2,5-xylenol

Administrative data

Endpoint:

in vitro cytogenicity / chromosome aberration study in mammalian cells

Type of information:

experimental study

Adequacy of study:

key study

Study period:

18 May 2004 to 20 July 2004

Reliability:

1 (reliable without restriction)

Rationale for reliability incl. deficiencies:

guideline study

Data source

Materials and methods

GLP compliance:

yes

Type of assay:

in vitro mammalian chromosome aberration test

Test material

Method

Metabolic activation:

with and without

Metabolic activation system:

Aroclor-induced S9

Test concentrations with justification for top dose:

In the absence of S9 activation: 37.5, 75, 150, 300, 600, 800, 1000 and 1200 µg/mL (4 hour treatment) and 12.5, 25, 50, 100, 200, 300, 400, 500 and 600 µg/mL (20 hour treatment).
In the presence of S9 activation: 37.5, 75, 150, 300, 600, 800, 1000 and 1200 µg/mL (4 hour treatment)

Vehicle / solvent:

- Vehicle(s)/solvent(s) used: DMSO
- Justification for choice of solvent/vehicle: Selected following a solubility test using water and DMSO to determine the highest soluble stock concentration up to 500 mg/mL.

Controlsopen allclose all

Details on test system and experimental conditions:

METHOD OF APPLICATION: in medium

DURATION
- Exposure duration: 4 and 20 h

SPINDLE INHIBITOR (cytogenetic assays): colcemid (2 hours prior to the scheduled harvest)

NUMBER OF METAPHASE SPREADS ANALYSED PER DOSE (if in vitro cytogenicity study in mammalian cells): a minimum of 200 metaphase spreads per treatment

DETERMINATION OF CYTOTOXICITY
- Method: 4 h treatment: viability, cell counts, 20 h: mitotic index; cloning efficiency; relative total growth; other:

Results and discussion

Any other information on results incl. tables

A repeat CHO assay was performed due to lack of sufficient scorable cells in the highest doses and a lack of at least 50% reduction in mitotic index at the lower doses in the first assay.

The toxicity of mixed xylenols to CHO cells treated for 4 hours in the absence of S9 activation was 47% at 550 µg/mL (the highest dose evaluated for aberrations).
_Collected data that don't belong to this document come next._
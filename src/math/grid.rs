//! Grid snapping and point containment helpers

use crate::core::types::DVec3;
use super::Region;

/// Snap `value` to a multiple of `grid`.
///
/// Exact multiples are returned unchanged. Otherwise the next lower multiple is
/// returned, plus one `grid` step when `round_up` is set. Negative values snap
/// towards negative infinity, matching a floored remainder.
pub fn snap(value: f64, grid: f64, round_up: bool) -> f64 {
    let rem = value.rem_euclid(grid);
    if rem == 0.0 {
        return value;
    }
    let lower = value - rem;
    if round_up { lower + grid } else { lower }
}

/// Component-wise [`snap`]
pub fn snap_vector(v: DVec3, grid: f64, round_up: bool) -> DVec3 {
    DVec3::new(
        snap(v.x, grid, round_up),
        snap(v.y, grid, round_up),
        snap(v.z, grid, round_up),
    )
}

/// Inclusive containment test. With `ignore_z` only X and Y are compared.
pub fn point_in_region(p: DVec3, region: &Region, ignore_z: bool) -> bool {
    if p.x < region.low.x || p.y < region.low.y || p.x > region.high.x || p.y > region.high.y {
        return false;
    }
    ignore_z || (p.z >= region.low.z && p.z <= region.high.z)
}

/// True if any point lies in `region`, Z ignored
pub fn any_in_region(points: &[DVec3], region: &Region) -> bool {
    points.iter().any(|p| point_in_region(*p, region, true))
}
The mitotic index showed a 53% reduction at 550 µg/mL relative to the solvent control. The % of cells with structural aberrations was significantly increased (p<0.05, Fisher's exact test) at 300 and 500 µg/mL. The % of structurally damaged cells in the MMC positive control group was statistically significant at 22%.

Treatment in the presence of S9 activation showed 54% toxicity at 550 µg/mL. The mitotic index at 550 µg/mL showed a 63% reduction relative to the solvent control.
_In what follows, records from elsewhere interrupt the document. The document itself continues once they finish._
//! Axis-aligned region in double precision

use crate::core::types::DVec3;

/// Horizontal split axis. Z is carried through bounds but never split on.
#[derive(Clone, Copy, Debug, PartialEq, Eq, Hash)]
pub enum Axis {
    X,
    Y,
}

impl Axis {
    /// Component index into a `DVec3`
    pub fn index(self) -> usize {
        match self {
            Axis::X => 0,
            Axis::Y => 1,
        }
    }
}

/// Axis-aligned box defined by `low` and `high` corners
#[derive(Clone, Copy, Debug, Default, PartialEq)]
pub struct Region {
    pub low: DVec3,
    pub high: DVec3,
}

impl Region {
    /// Create region from low and high corners
    pub fn new(low: DVec3, high: DVec3) -> Self {
        Self { low, high }
    }

    /// Extent along X
    pub fn width(&self) -> f64 {
        self.high.x - self.low.x
    }

    /// Extent along Y
    pub fn height(&self) -> f64 {
        self.high.y - self.low.y
    }

    /// Extent along a split axis
    pub fn extent(&self, axis: Axis) -> f64 {
        match axis {
            Axis::X => self.width(),
            Axis::Y => self.height(),
        }
    }

    /// XY footprint area
    pub fn area(&self) -> f64 {
        self.width() * self.height()
    }

    /// Return merged region containing both
    pub fn merged(&self, other: &Region) -> Region {
        Region {
            low: self.low.min(other.low),
            high: self.high.max(other.high),
        }
    }

    /// Divide at `position` on `axis`.
    ///
    /// The left half keeps `low` and clamps `high` to the split; the right half
    /// clamps `low`. Z is untouched.
    pub fn split(&self, axis: Axis, position: f64) -> (Region, Region) {
        let mut left = *self;
        let mut right = *self;
        match axis {
            Axis::X => {
                left.high.x = position;
                right.low.x = position;
            }
            Axis::Y => {
                left.high.y = position;
                right.low.y = position;
            }
        }
        (left, right)
    }
}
The % of cells with structural aberrations was significantly increased (p<0.05, p<0.01 Fisher's exact test) at 400 and 500 µg/mL, respectively. The Cochran-Armitage test was also positive for a dose response (p<0.05). The % of structurally damaged cells in the CP positive control group was statistically significant at 17.5%.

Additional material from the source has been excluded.